Lucy Rose – Don’t you worry. Please listen to this as you read
As I write it is nearly 1.30am.
Truly I hate this time of night. I should be asleep. Should being the operative word. Unfortunately due to things I cannot control alas I am not.
It is that time between being awake and falling asleep that I am at my most vulnerable to the dark thoughts that tend to invade my tired mind. I wish it was due to my military career where I had been in some sort of action that had caused a trauma and that I am reliving that trauma was the cause of my dark thoughts. But that simply isn’t the case.
The dark thoughts are evil, wicked and pernicious things that are like proverbial gremlins that stalk me in the time when I want to fall asleep. They, the dark thoughts, tell me that I am worthless, I am pointless and that I do not deserve to be here. Sometimes they turn darker telling me that I should end things, end me. It has taken a lot of what is called CBT (Cognitive Behavioural Therapy) to learn how to challenge and combat this thoughts. To learn how stop them turning to a toxic poison in my mind.
I have to fight these dark thoughts nearly every night. It’s a fight that I find exhausting. It’s not a fair fight either as the enemy is sneaky, invisible and relentless. I’m terrified that one day these dark thoughts will win a battle and I will simply cease to be.
The cause of my dark thoughts is something of a hang over from my past. In my formative teenage years where I was an awkward, unrefined, lonely teenager living on a small island in a smaller town.
I had a silly crush on a girl in my class at school and I pursued her. I was convinced I was in love with her. I was infatuated. As a unrefined, shy and awkward teenager I would follow her and send her gifts of flowers. What I did not know was that I was terrifying her. It was not until the intervention of my mother that I stopped. It’s what lead me to eventually leave the small island and enlist in the military.
It wasn’t until some years later that I went on social media sites like Facebook and reconnected with people that I came across her again. I decided to apologise and reach out to her. To my surprise she accepted my apology. I was still under the misguided belief that we could be friends, I would have so happily have settled to be her friend, even if it was just a distant acquaintance.

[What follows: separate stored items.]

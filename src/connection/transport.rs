use std::fmt;
use std::path::PathBuf;

use serde::{Deserialize, Serialize};

use crate::error::{DockerError, Result};

const UNIX_SCHEME: &str = "unix://";
const TCP_SCHEME: &str = "tcp://";
const HTTP_SCHEME: &str = "http://";
const HTTPS_SCHEME: &str = "https://";

/// How to reach a Docker daemon. Addresses are kept in their normalised form.
#[derive(Debug, Clone, PartialEq, Eq, Serialize, Deserialize)]
#[serde(tag = "kind", rename_all = "snake_case")]
pub enum Transport {
    UnixSocket {
        path: String,
    },
    Tcp {
        host: String,
        /// Directory holding `key.pem`, `cert.pem` and `ca.pem`.
        #[serde(default, skip_serializing_if = "Option::is_none")]
        cert_path: Option<PathBuf>,
    },
}

impl Transport {
    /// `/var/run/docker.sock` becomes `unix:///var/run/docker.sock`.
    pub fn unix_socket(path: &str) -> Result<Self> {
        let path = path.trim();
        if path.is_empty() || path == UNIX_SCHEME {
            return Err(DockerError::Config("empty unix socket path".to_string()));
        }
        let path = if path.starts_with(UNIX_SCHEME) {
            path.to_string()
        } else {
            format!("{}{}", UNIX_SCHEME, path)
        };
        Ok(Transport::UnixSocket { path })
    }

    /// Accepts `host:port`, `tcp://`, `http://` or `https://` addresses.
    /// A certificate directory switches the connection to TLS.
    pub fn tcp(host: &str, cert_path: Option<PathBuf>) -> Result<Self> {
        let host = host.trim();
        if host.is_empty() {
            return Err(DockerError::Config("empty tcp host".to_string()));
        }
        let mut host = if let Some(rest) = host.strip_prefix(TCP_SCHEME) {
            format!("{}{}", HTTP_SCHEME, rest)
        } else if host.contains("://") {
            host.to_string()
        } else {
            format!("{}{}", HTTP_SCHEME, host)
        };
        if cert_path.is_some() {
            if let Some(rest) = host.strip_prefix(HTTP_SCHEME) {
                host = format!("{}{}", HTTPS_SCHEME, rest);
            }
        }
        if !(host.starts_with(HTTP_SCHEME) || host.starts_with(HTTPS_SCHEME)) {
            return Err(DockerError::Config(format!("unsupported tcp address '{}'", host)));
        }
        Ok(Transport::Tcp { host, cert_path })
    }

    pub fn uri(&self) -> &str {
        match self {
            Transport::UnixSocket { path } => path,
            Transport::Tcp { host, .. } => host,
        }
    }

    pub fn is_tls(&self) -> bool {
        matches!(self, Transport::Tcp { host, .. } if host.starts_with(HTTPS_SCHEME))
    }
}

impl fmt::Display for Transport {
    fn fmt(&self, f: &mut fmt::Formatter<'_>) -> fmt::Result {
        f.write_str(self.uri())
    }
}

In my excitement I sent her a friends request. That’s when it all went horribly wrong. She cut off all contact and it precipitated me having a breakdown and in the position I find myself in now.
And all this was witnessed by my poor wife, Sarah. She was so angry when I could finally muster myself and explain as to why I was crying so very hard.
It was the last time I cried. And that is what I am reliving.
In all of this it is Sarah that I feel sorry for. That she has to compete with a ghost from my past. But Sarah has stuck with me despite the trauma of endless counselling sessions and the various meditational therapies I have had to endure over the years. There have been many occasions where Sarah has said in frustration that I am stuck in the past. It’s just another element of my mental health issues.
It’s a miracle that Sarah has stood by me when a lesser person would have taken the kids and headed for the hills.
As for the other person, the focus of my teenage affections, you may have noticed I have not named her and for good reason – I wish to protect her anonymity. As far as I know she’s settled, married with children much like myself but she still lives on the small island in the smaller town. Good luck to her.